-------- Material for the task

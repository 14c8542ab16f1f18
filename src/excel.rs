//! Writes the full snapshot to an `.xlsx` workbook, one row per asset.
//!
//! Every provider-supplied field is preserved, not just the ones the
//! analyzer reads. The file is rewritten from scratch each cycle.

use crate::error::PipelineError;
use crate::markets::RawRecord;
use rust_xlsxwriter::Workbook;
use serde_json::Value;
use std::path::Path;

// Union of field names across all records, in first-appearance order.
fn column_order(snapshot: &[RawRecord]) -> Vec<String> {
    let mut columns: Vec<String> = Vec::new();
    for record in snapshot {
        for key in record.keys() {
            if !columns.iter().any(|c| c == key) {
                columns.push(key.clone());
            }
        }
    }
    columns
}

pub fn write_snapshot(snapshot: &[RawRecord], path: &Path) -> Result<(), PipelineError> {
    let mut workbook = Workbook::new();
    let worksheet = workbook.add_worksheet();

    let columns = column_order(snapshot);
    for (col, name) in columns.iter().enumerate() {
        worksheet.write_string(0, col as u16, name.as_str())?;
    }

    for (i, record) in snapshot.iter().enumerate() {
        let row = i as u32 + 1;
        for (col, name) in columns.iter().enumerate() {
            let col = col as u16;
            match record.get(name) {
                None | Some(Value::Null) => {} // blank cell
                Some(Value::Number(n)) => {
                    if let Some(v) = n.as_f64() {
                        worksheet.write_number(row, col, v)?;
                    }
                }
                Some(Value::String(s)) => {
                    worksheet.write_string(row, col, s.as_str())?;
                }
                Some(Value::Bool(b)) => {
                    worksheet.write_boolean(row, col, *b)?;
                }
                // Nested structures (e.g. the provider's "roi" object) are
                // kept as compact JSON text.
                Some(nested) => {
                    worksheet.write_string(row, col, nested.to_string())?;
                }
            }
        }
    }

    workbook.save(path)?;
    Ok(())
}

----------------

Reproduce the entries exactly, each one as given.

Task output =>
repository 14c8542ab16f1f18
filename src/excel.rs
//! Writes the full snapshot to an `.xlsx` workbook, one row per asset.
//!
//! Every provider-supplied field is preserved, not just the ones the
//! analyzer reads. The file is rewritten from scratch each cycle.

use crate::error::PipelineError;
use crate::markets::RawRecord;
use rust_xlsxwriter::Workbook;
use serde_json::Value;
use std::path::Path;

// Union of field names across all records, in first-appearance order.
fn column_order(snapshot: &[RawRecord]) -> Vec<String> {
    let mut columns: Vec<String> = Vec::new();
    for record in snapshot {
        for key in record.keys() {
            if !columns.iter().any(|c| c == key) {
                columns.push(key.clone());
            }
        }
    }
    columns
}

pub fn write_snapshot(snapshot: &[RawRecord], path: &Path) -> Result<(), PipelineError> {
    let mut workbook = Workbook::new();
    let worksheet = workbook.add_worksheet();

    let columns = column_order(snapshot);
    for (col, name) in columns.iter().enumerate() {
        worksheet.write_string(0, col as u16, name.as_str())?;
    }

    for (i, record) in snapshot.iter().enumerate() {
        let row = i as u32 + 1;
        for (col, name) in columns.iter().enumerate() {
            let col = col as u16;
            match record.get(name) {
                None | Some(Value::Null) => {} // blank cell
                Some(Value::Number(n)) => {
                    if let Some(v) = n.as_f64() {
                        worksheet.write_number(row, col, v)?;
                    }
                }
                Some(Value::String(s)) => {
                    worksheet.write_string(row, col, s.as_str())?;
                }
                Some(Value::Bool(b)) => {
                    worksheet.write_boolean(row, col, *b)?;
                }
                // Nested structures (e.g. the provider's "roi" object) are
                // kept as compact JSON text.
                Some(nested) => {
                    worksheet.write_string(row, col, nested.to_string())?;
                }
            }
        }
    }

    workbook.save(path)?;
    Ok(())
}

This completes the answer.